START INFORMATION PROVIDED

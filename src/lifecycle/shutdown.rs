//! Shutdown coordination.

use tokio::sync::broadcast;

use crate::lifecycle::host::ModuleHost;

/// Coordinator for graceful shutdown.
///
/// Provides a broadcast channel that the server and any background task
/// can subscribe to.
pub struct Shutdown {
    tx: broadcast::Sender<()>,
}

impl Shutdown {
    pub fn new() -> Self {
        let (tx, _) = broadcast::channel(1);
        Self { tx }
    }

    pub fn subscribe(&self) -> broadcast::Receiver<()> {
        self.tx.subscribe()
    }

    pub fn trigger(&self) {
        let _ = self.tx.send(());
    }
}

impl Default for Shutdown {
    fn default() -> Self {
        Self::new()
    }
}

/// Resolve on Ctrl+C or when `shutdown` fires, whichever comes first.
pub async fn wait_for_shutdown(mut shutdown: broadcast::Receiver<()>) {
    tokio::select! {
        result = tokio::signal::ctrl_c() => {
            if let Err(e) = result {
                tracing::error!(error = %e, "Failed to listen for Ctrl+C");
                // Without a signal handler only the broadcast can stop us.
                let _ = shutdown.recv().await;
            }
        }
        _ = shutdown.recv() => {}
    }
    tracing::info!("Shutdown signal received");
}

/// Stop every loaded module once the server has stopped accepting traffic.
pub fn stop_modules(host: &ModuleHost) {
    let total = host.loaded().len();
    let stopped = host.shutdown();
    if stopped == total {
        tracing::info!(modules = stopped, "All modules stopped");
    } else {
        tracing::warn!(stopped, total, "Some modules failed to stop");
    }
}

#[cfg(test)]
mod tests {
    use super::*;
    use std::sync::Arc;
    use std::time::Duration;

    use crate::pipeline::{Options, Pipeline};

    #[tokio::test]
    async fn trigger_resolves_waiters() {
        let shutdown = Shutdown::new();
        let waiter = tokio::spawn(wait_for_shutdown(shutdown.subscribe()));
        shutdown.trigger();
        tokio::time::timeout(Duration::from_secs(1), waiter)
            .await
            .expect("waiter did not finish")
            .unwrap();
    }

    #[test]
    fn stop_modules_empties_host() {
        let host = ModuleHost::new(Arc::new(Pipeline::new()));
        host.load_kind("echo", "echo", &Options::new()).unwrap();
        stop_modules(&host);
        assert!(host.loaded().is_empty());
    }
}
//! Configuration loading from disk.

use std::fs;
use std::path::Path;

use thiserror::Error;

use crate::config::schema::ServerConfig;
use crate::config::validation::{validate_config, ValidationError};

/// Error type for configuration loading.
#[derive(Debug, Error)]
pub enum ConfigError {
    #[error("IO error: {0}")]
    Io(#[from] std::io::Error),

    #[error("Parse error: {0}")]
    Parse(#[from] toml::de::Error),

    #[error("Validation failed: {}", join(.0))]
    Validation(Vec<ValidationError>),
}

fn join(errors: &[ValidationError]) -> String {
    errors
        .iter()
        .map(ToString::to_string)
        .collect::<Vec<_>>()
        .join(", ")
}

/// Parse and validate configuration from TOML text.
pub fn parse_config(content: &str) -> Result<ServerConfig, ConfigError> {
    let config: ServerConfig = toml::from_str(content)?;
    validate_config(&config).map_err(ConfigError::Validation)?;
    Ok(config)
}

/// Load and validate configuration from a TOML file.
pub fn load_config(path: &Path) -> Result<ServerConfig, ConfigError> {
    let content = fs::read_to_string(path)?;
    parse_config(&content)
}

END INFORMATION PROVIDED

WORK INSTRUCTION:
Look above for the line with "Self::new()" and the line with "let shutdown = Shutdown::new();", and reproduce exactly those two lines plus every line between, nothing more.

ANSWER SECTION:
        Self::new()
    }
}

/// Resolve on Ctrl+C or when `shutdown` fires, whichever comes first.
pub async fn wait_for_shutdown(mut shutdown: broadcast::Receiver<()>) {
    tokio::select! {
        result = tokio::signal::ctrl_c() => {
            if let Err(e) = result {
                tracing::error!(error = %e, "Failed to listen for Ctrl+C");
                // Without a signal handler only the broadcast can stop us.
                let _ = shutdown.recv().await;
            }
        }
        _ = shutdown.recv() => {}
    }
    tracing::info!("Shutdown signal received");
}

/// Stop every loaded module once the server has stopped accepting traffic.
pub fn stop_modules(host: &ModuleHost) {
    let total = host.loaded().len();
    let stopped = host.shutdown();
    if stopped == total {
        tracing::info!(modules = stopped, "All modules stopped");
    } else {
        tracing::warn!(stopped, total, "Some modules failed to stop");
    }
}

#[cfg(test)]
mod tests {
    use super::*;
    use std::sync::Arc;
    use std::time::Duration;

    use crate::pipeline::{Options, Pipeline};

    #[tokio::test]
    async fn trigger_resolves_waiters() {
        let shutdown = Shutdown::new();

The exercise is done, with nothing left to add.